Although the Panel has broad discretion to make a determination where there is a dispute over ownership, the Complainant has not come forward with sufficient proof to satisfy the panel that a UDRP determination is appropriate without making a legal determination over the parties’ contract rights or the enforcement of the various legal proceedings.  In this instance, the Panel finds that this is a contractual dispute between two companies that falls outside the scope of the UDRP.  In Love v. Barnett, FA 944826 (Nat. Arb. Forum May 14, 2007), the panel stated:

 

A dispute, such as the present one, between parties who each have at least a prima facie case for rights in the disputed domain names is outside the scope of the Policy … the present case appears to hinge mostly on a business or civil dispute between the parties, with possible causes of action for breach of contract or fiduciary duty.  Thus, the majority holds that the subject matter is outside the scope of the UDRP and dismisses the Complaint.

In this case, Respondent contends that certain relevant issues are currently pending with the courts.  Accordingly, cases such as the one presented here may be better decided by the courts than by a UDRP panel:

 

When the parties differ markedly with respect to the basic facts, and there is no clear and conclusive written evidence, it is difficult for a Panel operating under the Rules to determine which presentation of the facts is more credible.  The courts are better equipped to take evidence and to evaluate its credibility.
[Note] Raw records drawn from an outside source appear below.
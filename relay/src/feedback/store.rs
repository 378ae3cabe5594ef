use std::sync::Arc;

use async_trait::async_trait;
use serde_json::{Map, Value};
use thiserror::Error;

/// Unvalidated feedback payload, stored exactly as submitted
pub type FeedbackRecord = Map<String, Value>;

/// Error type for feedback store operations
#[derive(Debug, Error)]
pub enum FeedbackStoreError {
    /// Error occurred during a store operation
    #[error("Storage error: {0}")]
    StorageError(String),
}

/// Trait defining the interface for feedback stores
#[async_trait]
pub trait FeedbackStore: Send + Sync + std::fmt::Debug {
    /// Append a record. Once this returns, the record is visible to `list_all`.
    async fn append(&self, record: FeedbackRecord) -> Result<(), FeedbackStoreError>;

    /// Snapshot of every record, oldest first
    async fn list_all(&self) -> Result<Vec<FeedbackRecord>, FeedbackStoreError>;

    /// Number of stored records
    async fn len(&self) -> Result<usize, FeedbackStoreError>;
}

/// Type alias for Arc-wrapped FeedbackStore trait objects
pub type FeedbackStoreRef = Arc<dyn FeedbackStore>;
Love, supra.

 

The panel in Luvilon Industries NV v. Top Serve Tennis Pty Ltd., DAU2005-0004 (WIPO Sept. 6, 2005) concurred with this reasoning:

 

The Policy’s purpose is to combat abusive domain name registrations and not to provide a prescriptive code for resolving more complex trade mark disputes .…  The issues between the parties are not limited to the law of trade marks.  There are other intellectual property issues.  There are serious contractual issues.  There are questions of governing law and proper forum if the matter were litigated.  Were all the issues fully decided before a Court of competent jurisdiction, there could be findings addressing the domain name at issue.

 

Based upon the reasoning outlined in the aforementioned cases and the record, the Panel concludes that the instant dispute contains a question of contractual interpretation, and thus falls outside the scope of the UDRP, and dismisses the Complaint without prejudice.  See Everingham Bros. Bait Co. v. Contigo Visual, FA 440219 (Nat. Arb. Forum Apr. 27, 2005) (“The Panel finds that this matter is outside the scope of the Policy because it involves a business dispute between two parties.  The UDRP was implemented to address abusive cybersquatting, not contractual or legitimate business disputes.”); see also Fuze Beverage, LLC v. CGEYE, Inc., FA 844252 (Nat. Arb. Forum Jan. 8, 2007) (“The Complaint before us describes what appears to be a common-form claim of breach of contract or breach of fiduciary duty.  It is not the kind of controversy, grounded exclusively in abusive cyber-squatting, that the Policy was designed to address.”); see also Frazier Winery LLC v. Hernandez, FA 841081 (Nat. Arb. Forum Dec. 27, 2006) (holding that disputes arising out of a business relationship between the complainant and respondent regarding control over the domain name registration are outside the scope of the UDRP Policy).

 

DECISION

The elements required under the ICANN Policy can not be established without contractual interpretations, thus the Panel concludes that the requested relief shall be DENIED without prejudice.

 

Accordingly, it is Ordered that the <quilite.com> domain name REMAIN WITH Respondent.